**Work instruction:** Type the entries again, word for word.

╔══

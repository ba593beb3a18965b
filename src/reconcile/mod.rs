//! The element buffer: turns raw content edits into element-tree edits.
//!
//! Every operation runs after the content store has already changed (for
//! removes, the affected elements are captured first with
//! [`ElementBuffer::plan_remove`]). Structural changes are applied to the
//! arena immediately and recorded as [`ElementEdit`]s, one per branch whose
//! child list changed, deepest branch first.

mod change;
mod create;
mod insert;
mod remove;

use crate::buffer::Content;
use crate::edit::EditState;
use crate::element::{AttributeSet, ElementArena, ElementId, ElementPin};
use crate::error::Result;

pub use remove::RemovePlan;

/// Child-list replacement on one branch.
///
/// `removed` held the children at `index..` before the edit; `added` holds
/// them after. An element listed in both was kept in place rather than
/// recreated; [`moved`](Self::moved) names those.
///
/// Edits recorded by an [`ElementBuffer`] pin every element they name, so
/// the arena keeps them for as long as the edit can be undone or redone.
#[derive(Debug, Clone)]
pub struct ElementEdit {
    element: ElementId,
    index: usize,
    removed: Vec<ElementId>,
    added: Vec<ElementId>,
    state: EditState,
    pins: Vec<ElementPin>,
}

impl ElementEdit {
    pub fn new(
        element: ElementId,
        index: usize,
        removed: Vec<ElementId>,
        added: Vec<ElementId>,
    ) -> Self {
        Self {
            element,
            index,
            removed,
            added,
            state: EditState::new(),
            pins: Vec::new(),
        }
    }

    /// Pin the branch and both child arrays in `arena`.
    pub(crate) fn pinned(mut self, arena: &ElementArena) -> Self {
        self.pins = std::iter::once(&self.element)
            .chain(&self.removed)
            .chain(&self.added)
            .map(|id| arena.pin(*id))
            .collect();
        self
    }

    /// The branch whose children changed.
    pub fn element(&self) -> ElementId {
        self.element
    }

    pub fn index(&self) -> usize {
        self.index
    }

    pub fn removed(&self) -> &[ElementId] {
        &self.removed
    }

    pub fn added(&self) -> &[ElementId] {
        &self.added
    }

    /// Elements present in both arrays.
    pub fn moved(&self) -> Vec<ElementId> {
        self.removed
            .iter()
            .filter(|id| self.added.contains(id))
            .copied()
            .collect()
    }

    pub fn can_undo(&self) -> bool {
        self.state.can_undo()
    }

    pub fn can_redo(&self) -> bool {
        self.state.can_redo()
    }

    /// A dead edit can never run again, so it stops pinning.
    pub fn die(&mut self) {
        self.state.die();
        self.pins.clear();
    }

    pub fn undo(&mut self, arena: &mut ElementArena) -> Result<()> {
        self.state.undo()?;
        arena.replace(self.element, self.index, self.added.len(), &self.removed);
        Ok(())
    }

    pub fn redo(&mut self, arena: &mut ElementArena) -> Result<()> {
        self.state.redo()?;
        arena.replace(self.element, self.index, self.removed.len(), &self.added);
        Ok(())
    }
}

/// Reconciles one element tree with edits of the content it covers.
pub struct ElementBuffer<'a> {
    arena: &'a mut ElementArena,
    content: &'a mut dyn Content,
    root: ElementId,
    edits: Vec<ElementEdit>,
}

impl<'a> ElementBuffer<'a> {
    pub fn new(
        arena: &'a mut ElementArena,
        content: &'a mut dyn Content,
        root: ElementId,
    ) -> Self {
        Self {
            arena,
            content,
            root,
            edits: Vec::new(),
        }
    }

    pub fn root(&self) -> ElementId {
        self.root
    }

    pub fn arena(&self) -> &ElementArena {
        &*self.arena
    }

    pub fn content(&self) -> &dyn Content {
        &*self.content
    }

    /// Edits recorded so far.
    pub fn edits(&self) -> &[ElementEdit] {
        &self.edits
    }

    pub fn into_edits(self) -> Vec<ElementEdit> {
        self.edits
    }

    pub(crate) fn new_leaf(
        &mut self,
        attributes: AttributeSet,
        start: usize,
        end: usize,
    ) -> Result<ElementId> {
        let start = self.content.create_position(start)?;
        let end = self.content.create_position(end)?;
        Ok(self.arena.add_leaf(None, attributes, start, end))
    }

    pub(crate) fn new_branch(
        &mut self,
        attributes: AttributeSet,
        children: &[ElementId],
    ) -> ElementId {
        let branch = self.arena.add_branch(None, attributes);
        self.arena.replace(branch, 0, 0, children);
        branch
    }

    /// Give `branch` the child list `children`, recording the differing span
    /// (common prefix and suffix trimmed). Identical lists record nothing.
    pub fn record(&mut self, branch: ElementId, children: Vec<ElementId>) {
        let old = self.arena.children(branch).to_vec();
        let prefix = old
            .iter()
            .zip(children.iter())
            .take_while(|(a, b)| a == b)
            .count();
        let max_suffix = old.len().min(children.len()) - prefix;
        let suffix = old
            .iter()
            .rev()
            .zip(children.iter().rev())
            .take(max_suffix)
            .take_while(|(a, b)| a == b)
            .count();
        let removed = old[prefix..old.len() - suffix].to_vec();
        let added = children[prefix..children.len() - suffix].to_vec();
        if removed.is_empty() && added.is_empty() {
            return;
        }
        self.replace_window(branch, prefix, removed.len(), added);
    }

    /// Replace `remove_count` children of `branch` at `index` with `added`
    /// and record exactly that window.
    pub fn replace_window(
        &mut self,
        branch: ElementId,
        index: usize,
        remove_count: usize,
        added: Vec<ElementId>,
    ) {
        let removed = self.arena.replace(branch, index, remove_count, &added);
        tracing::trace!(
            branch = branch.index(),
            index,
            removed = removed.len(),
            added = added.len(),
            "element edit"
        );
        let edit = ElementEdit::new(branch, index, removed, added).pinned(&*self.arena);
        self.edits.push(edit);
    }
}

╚══

**Answer section:**
repository ba593beb3a18965b
filename src/reconcile/mod.rs
//! The element buffer: turns raw content edits into element-tree edits.
//!
//! Every operation runs after the content store has already changed (for
//! removes, the affected elements are captured first with
//! [`ElementBuffer::plan_remove`]). Structural changes are applied to the
//! arena immediately and recorded as [`ElementEdit`]s, one per branch whose
//! child list changed, deepest branch first.

mod change;
mod create;
mod insert;
mod remove;

use crate::buffer::Content;
use crate::edit::EditState;
use crate::element::{AttributeSet, ElementArena, ElementId, ElementPin};
use crate::error::Result;

pub use remove::RemovePlan;

/// Child-list replacement on one branch.
///
/// `removed` held the children at `index..` before the edit; `added` holds
/// them after. An element listed in both was kept in place rather than
/// recreated; [`moved`](Self::moved) names those.
///
/// Edits recorded by an [`ElementBuffer`] pin every element they name, so
/// the arena keeps them for as long as the edit can be undone or redone.
#[derive(Debug, Clone)]
pub struct ElementEdit {
    element: ElementId,
    index: usize,
    removed: Vec<ElementId>,
    added: Vec<ElementId>,
    state: EditState,
    pins: Vec<ElementPin>,
}

impl ElementEdit {
    pub fn new(
        element: ElementId,
        index: usize,
        removed: Vec<ElementId>,
        added: Vec<ElementId>,
    ) -> Self {
        Self {
            element,
            index,
            removed,
            added,
            state: EditState::new(),
            pins: Vec::new(),
        }
    }

    /// Pin the branch and both child arrays in `arena`.
    pub(crate) fn pinned(mut self, arena: &ElementArena) -> Self {
        self.pins = std::iter::once(&self.element)
            .chain(&self.removed)
            .chain(&self.added)
            .map(|id| arena.pin(*id))
            .collect();
        self
    }

    /// The branch whose children changed.
    pub fn element(&self) -> ElementId {
        self.element
    }

    pub fn index(&self) -> usize {
        self.index
    }

    pub fn removed(&self) -> &[ElementId] {
        &self.removed
    }

    pub fn added(&self) -> &[ElementId] {
        &self.added
    }

    /// Elements present in both arrays.
    pub fn moved(&self) -> Vec<ElementId> {
        self.removed
            .iter()
            .filter(|id| self.added.contains(id))
            .copied()
            .collect()
    }

    pub fn can_undo(&self) -> bool {
        self.state.can_undo()
    }

    pub fn can_redo(&self) -> bool {
        self.state.can_redo()
    }

    /// A dead edit can never run again, so it stops pinning.
    pub fn die(&mut self) {
        self.state.die();
        self.pins.clear();
    }

    pub fn undo(&mut self, arena: &mut ElementArena) -> Result<()> {
        self.state.undo()?;
        arena.replace(self.element, self.index, self.added.len(), &self.removed);
        Ok(())
    }

    pub fn redo(&mut self, arena: &mut ElementArena) -> Result<()> {
        self.state.redo()?;
        arena.replace(self.element, self.index, self.removed.len(), &self.added);
        Ok(())
    }
}

/// Reconciles one element tree with edits of the content it covers.
pub struct ElementBuffer<'a> {
    arena: &'a mut ElementArena,
    content: &'a mut dyn Content,
    root: ElementId,
    edits: Vec<ElementEdit>,
}

impl<'a> ElementBuffer<'a> {
    pub fn new(
        arena: &'a mut ElementArena,
        content: &'a mut dyn Content,
        root: ElementId,
    ) -> Self {
        Self {
            arena,
            content,
            root,
            edits: Vec::new(),
        }
    }

    pub fn root(&self) -> ElementId {
        self.root
    }

    pub fn arena(&self) -> &ElementArena {
        &*self.arena
    }

    pub fn content(&self) -> &dyn Content {
        &*self.content
    }

    /// Edits recorded so far.
    pub fn edits(&self) -> &[ElementEdit] {
        &self.edits
    }

    pub fn into_edits(self) -> Vec<ElementEdit> {
        self.edits
    }

    pub(crate) fn new_leaf(
        &mut self,
        attributes: AttributeSet,
        start: usize,
        end: usize,
    ) -> Result<ElementId> {
        let start = self.content.create_position(start)?;
        let end = self.content.create_position(end)?;
        Ok(self.arena.add_leaf(None, attributes, start, end))
    }

    pub(crate) fn new_branch(
        &mut self,
        attributes: AttributeSet,
        children: &[ElementId],
    ) -> ElementId {
        let branch = self.arena.add_branch(None, attributes);
        self.arena.replace(branch, 0, 0, children);
        branch
    }

    /// Give `branch` the child list `children`, recording the differing span
    /// (common prefix and suffix trimmed). Identical lists record nothing.
    pub fn record(&mut self, branch: ElementId, children: Vec<ElementId>) {
        let old = self.arena.children(branch).to_vec();
        let prefix = old
            .iter()
            .zip(children.iter())
            .take_while(|(a, b)| a == b)
            .count();
        let max_suffix = old.len().min(children.len()) - prefix;
        let suffix = old
            .iter()
            .rev()
            .zip(children.iter().rev())
            .take(max_suffix)
            .take_while(|(a, b)| a == b)
            .count();
        let removed = old[prefix..old.len() - suffix].to_vec();
        let added = children[prefix..children.len() - suffix].to_vec();
        if removed.is_empty() && added.is_empty() {
            return;
        }
        self.replace_window(branch, prefix, removed.len(), added);
    }

    /// Replace `remove_count` children of `branch` at `index` with `added`
    /// and record exactly that window.
    pub fn replace_window(
        &mut self,
        branch: ElementId,
        index: usize,
        remove_count: usize,
        added: Vec<ElementId>,
    ) {
        let removed = self.arena.replace(branch, index, remove_count, &added);
        tracing::trace!(
            branch = branch.index(),
            index,
            removed = removed.len(),
            added = added.len(),
            "element edit"
        );
        let edit = ElementEdit::new(branch, index, removed, added).pinned(&*self.arena);
        self.edits.push(edit);
    }
}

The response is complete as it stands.